Neither of those are legal. [https://gdpr-
info.eu/recitals/no-32/](https://gdpr-info.eu/recitals/no-32/):

 _”If the data subject’s consent is to be given following a request by
electronic means, the request must be clear, concise and not unnecessarily
disruptive to the use of the service for which it is provided.”_

------
dredmorbius
My current policy for "Cookie Consent" dialogues:

1\. Fire up uMatrix and globally block cookies for domain.

2\. Fire up uBlock Origin to block element on page.

3\. Self-Destructing Cookies for edge case motherlovers.
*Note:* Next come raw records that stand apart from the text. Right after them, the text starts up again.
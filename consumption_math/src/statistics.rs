//! Descriptive statistics over consumption series
//!
//! Every function here is total: empty or degenerate input produces zero
//! (or the neutral classification) rather than NaN.

use crate::safe_div;
use serde::{Deserialize, Serialize};
use statrs::statistics::Statistics;

/// Direction of a series over its history
#[derive(Debug, Clone, Copy, PartialEq, Eq, Hash, Serialize, Deserialize)]
pub enum Trend {
    Increasing,
    Decreasing,
    Stable,
    /// Only produced by callers that cannot classify a series
    Volatile,
}

/// Outcome of the seasonality check
#[derive(Debug, Clone, Copy, PartialEq, Eq, Hash, Serialize, Deserialize)]
pub enum Seasonality {
    Detected,
    NotDetected,
    InsufficientData,
}

/// Relative half-to-half change below which a series counts as stable
pub const STABLE_TREND_THRESHOLD: f64 = 0.1;

/// Coefficient of variation above which a series counts as seasonal
pub const SEASONALITY_CV_THRESHOLD: f64 = 0.3;

/// Arithmetic mean, 0 for an empty series
pub fn mean(series: &[f64]) -> f64 {
    if series.is_empty() {
        return 0.0;
    }
    let m = series.iter().mean();
    if m.is_finite() {
        m
    } else {
        0.0
    }
}

/// Population variance (divides by n), 0 for fewer than two points
pub fn variance(series: &[f64]) -> f64 {
    if series.len() < 2 {
        return 0.0;
    }
    let v = series.iter().population_variance();
    if v.is_finite() {
        v
    } else {
        0.0
    }
}

/// Population standard deviation
pub fn std_dev(series: &[f64]) -> f64 {
    variance(series).sqrt()
}

/// Standard deviation relative to the mean, 0 when the mean is 0
pub fn coefficient_of_variation(series: &[f64]) -> f64 {
    safe_div(std_dev(series), mean(series))
}

/// Classify the direction of a series by comparing the means of its halves.
///
/// The first half holds `n / 2` points. Series shorter than three points are
/// always [`Trend::Stable`]; this function never returns [`Trend::Volatile`].
pub fn trend(series: &[f64]) -> Trend {
    if series.len() < 3 {
        return Trend::Stable;
    }

    let (first, second) = series.split_at(series.len() / 2);
    let difference = mean(second) - mean(first);
    let overall = mean(series);

    if difference.abs() < STABLE_TREND_THRESHOLD * overall.abs() {
        Trend::Stable
    } else if difference > 0.0 {
        Trend::Increasing
    } else if difference < 0.0 {
        Trend::Decreasing
    } else {
        Trend::Stable
    }
}

/// Detect seasonality from the coefficient of variation
pub fn seasonality(series: &[f64]) -> Seasonality {
    if series.len() < 4 {
        return Seasonality::InsufficientData;
    }

    if coefficient_of_variation(series) > SEASONALITY_CV_THRESHOLD {
        Seasonality::Detected
    } else {
        Seasonality::NotDetected
    }
}

/// First-order differences, length n - 1
pub fn differences(series: &[f64]) -> Vec<f64> {
    series.windows(2).map(|w| w[1] - w[0]).collect()
}

/// Overlapping windows of `size` consecutive points
pub fn pattern_windows(series: &[f64], size: usize) -> Vec<&[f64]> {
    if size == 0 || series.len() < size {
        return Vec::new();
    }
    series.windows(size).collect()
}

#[cfg(test)]
mod tests {
    use super::*;
    use approx::assert_relative_eq;
    use rstest::rstest;

    #[test]
    fn test_mean_and_variance() {
        let data = [2.0, 4.0, 4.0, 4.0, 5.0, 5.0, 7.0, 9.0];
        assert_relative_eq!(mean(&data), 5.0);
        assert_relative_eq!(variance(&data), 4.0);
        assert_relative_eq!(std_dev(&data), 2.0);
    }

    #[test]
    fn test_degenerate_inputs_resolve_to_zero() {
        assert_eq!(mean(&[]), 0.0);
        assert_eq!(variance(&[]), 0.0);
        assert_eq!(variance(&[42.0]), 0.0);
        assert_eq!(coefficient_of_variation(&[]), 0.0);
    }

    #[rstest]
    #[case(&[10.0, 10.0, 20.0, 20.0], Trend::Increasing)]
    #[case(&[20.0, 20.0, 10.0, 10.0], Trend::Decreasing)]
    #[case(&[100.0, 102.0, 98.0, 101.0], Trend::Stable)]
    #[case(&[10.0, 50.0], Trend::Stable)]
    fn test_trend(#[case] data: &[f64], #[case] expected: Trend) {
        assert_eq!(trend(data), expected);
    }

    #[test]
    fn test_trend_uses_floor_split() {
        // first half = [10], second half = [10, 40]; mean 25 vs 10
        assert_eq!(trend(&[10.0, 10.0, 40.0]), Trend::Increasing);
    }

    #[rstest]
    #[case(&[], Seasonality::InsufficientData)]
    #[case(&[1.0, 100.0, 1.0], Seasonality::InsufficientData)]
    #[case(&[100.0, 101.0, 99.0, 100.0], Seasonality::NotDetected)]
    #[case(&[10.0, 100.0, 10.0, 100.0], Seasonality::Detected)]
    fn test_seasonality(#[case] data: &[f64], #[case] expected: Seasonality) {
        assert_eq!(seasonality(data), expected);
    }

    #[test]
    fn test_differences() {
        assert_eq!(differences(&[1.0, 4.0, 9.0]), vec![3.0, 5.0]);
        assert!(differences(&[1.0]).is_empty());
    }

    #[test]
    fn test_pattern_windows() {
        let data = [1.0, 2.0, 3.0, 4.0];
        let windows = pattern_windows(&data, 3);
        assert_eq!(windows.len(), 2);
        assert_eq!(windows[1], &[2.0, 3.0, 4.0]);
        assert!(pattern_windows(&data, 5).is_empty());
        assert!(pattern_windows(&data, 0).is_empty());
    }
}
Remember, boys and girls and all that lieth betwixt and beyond: FIRST pillage
THEN burn!

[https://mastodon.cloud/@dredmorbius/102292441272732943](https://mastodon.cloud/@dredmorbius/102292441272732943)

------
vast
Annoying and useless. These kind of popups have become so widespread that a
regular internet user pretty much agrees to anything as soon as the pop up.
Private mode users are being trolled for opting for privacy with this
regulation.

------
Nextgrid
They're supposed to be useful, ie the site should not be stalking you until
you say yes, the consent prompt should not be misleading (no dark patterns)
and service shouldn't be denied until you say yes (I'd argue taking over the
entire page and preventing you from browsing until you make a choice would be
against the regulation).

Note that this is not just about cookies but about any kind of stalking;
browser fingerprinting, local storage, etc. It's more of a legal thing where
you gave them permission to track you as opposed to a technical restriction,
so a browser-based solution isn't really an equivalent (you can block their
cookies but they'll still fingerprint your browser).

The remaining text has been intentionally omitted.